■ Problem to work on ■
Repeat the entries exactly as they are written.

■ Supplied records ■
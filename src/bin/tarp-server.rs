// ABOUTME: Demo TARP server exposing one endpoint of each flavor
// ABOUTME: Mirrors the teacher crate's test-server.rs: env-driven port, tracing, graceful shutdown

use tarp::config::ServerSettings;
use tarp::prelude::*;
use tarp::registry::QueryMap;

#[tokio::main]
async fn main() -> Result<()> {
    let settings = ServerSettings::load()?;

    tracing_subscriber::fmt()
        .with_env_filter(
            tracing_subscriber::EnvFilter::try_new(&settings.log_level)
                .unwrap_or_else(|_| tracing_subscriber::EnvFilter::new("info")),
        )
        .init();

    tarp::ensure_crypto_provider()?;

    let mut registry = Registry::new();
    register_demo_endpoints(&mut registry);

    let mut builder = TarpServerBuilder::new()
        .bind_address(settings.bind_address.clone())
        .port(settings.port)
        .max_workers(settings.max_workers);

    if settings.tls_enabled {
        let mut tls = TlsConfig::builder().enabled(true);
        if let Some(cert_path) = &settings.tls_cert_path {
            tls = tls.cert_path(cert_path);
        }
        if let Some(key_path) = &settings.tls_key_path {
            tls = tls.key_path(key_path);
        }
        builder = builder.tls(tls.build()?);
    }

    let config = builder.build();
    tracing::info!(port = config.port, tls = settings.tls_enabled, "demo server configured");

    let server = TarpServer::new(config, registry);
    server.serve().await
}

fn query_value_to_json(value: tarp::registry::QueryValue) -> serde_json::Value {
    match value {
        tarp::registry::QueryValue::Single(s) => serde_json::Value::from(s),
        tarp::registry::QueryValue::Multi(values) => serde_json::Value::from(values),
    }
}

fn register_demo_endpoints(registry: &mut Registry) {
    registry.register_get(
        "echo",
        EndpointOptions::new().description("echoes the query string back as JSON"),
        |query: QueryMap, _body| async move {
            let values: serde_json::Map<String, serde_json::Value> = query
                .into_iter()
                .map(|(k, v)| (k, query_value_to_json(v)))
                .collect();
            Ok(HandlerOutput::from(serde_json::Value::Object(values)))
        },
    );

    registry.register_rpc(
        "add",
        EndpointOptions::new().description("adds two numbers"),
        |args, _kwargs| async move {
            let x = args.first().and_then(|v| v.as_i64()).unwrap_or(0);
            let y = args.get(1).and_then(|v| v.as_i64()).unwrap_or(0);
            Ok(HandlerOutput::from(serde_json::Value::from(x + y)))
        },
    );

    registry.register_async_rpc(
        "slowSquare",
        EndpointOptions::new()
            .description("squares a number after a short delay, to exercise the async job lifecycle")
            .suggested_wait(2),
        |args, _kwargs| async move {
            let x = args.first().and_then(|v| v.as_i64()).unwrap_or(0);
            tokio::time::sleep(std::time::Duration::from_secs(2)).await;
            Ok(HandlerOutput::from(serde_json::Value::from(x * x)))
        },
    );
}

■ Your solution ■
filename src/bin/tarp-server.rs
// ABOUTME: Demo TARP server exposing one endpoint of each flavor
// ABOUTME: Mirrors the teacher crate's test-server.rs: env-driven port, tracing, graceful shutdown

use tarp::config::ServerSettings;
use tarp::prelude::*;
use tarp::registry::QueryMap;

#[tokio::main]
async fn main() -> Result<()> {
    let settings = ServerSettings::load()?;

    tracing_subscriber::fmt()
        .with_env_filter(
            tracing_subscriber::EnvFilter::try_new(&settings.log_level)
                .unwrap_or_else(|_| tracing_subscriber::EnvFilter::new("info")),
        )
        .init();

    tarp::ensure_crypto_provider()?;

    let mut registry = Registry::new();
    register_demo_endpoints(&mut registry);

    let mut builder = TarpServerBuilder::new()
        .bind_address(settings.bind_address.clone())
        .port(settings.port)
        .max_workers(settings.max_workers);

    if settings.tls_enabled {
        let mut tls = TlsConfig::builder().enabled(true);
        if let Some(cert_path) = &settings.tls_cert_path {
            tls = tls.cert_path(cert_path);
        }
        if let Some(key_path) = &settings.tls_key_path {
            tls = tls.key_path(key_path);
        }
        builder = builder.tls(tls.build()?);
    }

    let config = builder.build();
    tracing::info!(port = config.port, tls = settings.tls_enabled, "demo server configured");

    let server = TarpServer::new(config, registry);
    server.serve().await
}

fn query_value_to_json(value: tarp::registry::QueryValue) -> serde_json::Value {
    match value {
        tarp::registry::QueryValue::Single(s) => serde_json::Value::from(s),
        tarp::registry::QueryValue::Multi(values) => serde_json::Value::from(values),
    }
}

fn register_demo_endpoints(registry: &mut Registry) {
    registry.register_get(
        "echo",
        EndpointOptions::new().description("echoes the query string back as JSON"),
        |query: QueryMap, _body| async move {
            let values: serde_json::Map<String, serde_json::Value> = query
                .into_iter()
                .map(|(k, v)| (k, query_value_to_json(v)))
                .collect();
            Ok(HandlerOutput::from(serde_json::Value::Object(values)))
        },
    );

    registry.register_rpc(
        "add",
        EndpointOptions::new().description("adds two numbers"),
        |args, _kwargs| async move {
            let x = args.first().and_then(|v| v.as_i64()).unwrap_or(0);
            let y = args.get(1).and_then(|v| v.as_i64()).unwrap_or(0);
            Ok(HandlerOutput::from(serde_json::Value::from(x + y)))
        },
    );

    registry.register_async_rpc(
        "slowSquare",
        EndpointOptions::new()
            .description("squares a number after a short delay, to exercise the async job lifecycle")
            .suggested_wait(2),
        |args, _kwargs| async move {
            let x = args.first().and_then(|v| v.as_i64()).unwrap_or(0);
            tokio::time::sleep(std::time::Duration::from_secs(2)).await;
            Ok(HandlerOutput::from(serde_json::Value::from(x * x)))
        },
    );
}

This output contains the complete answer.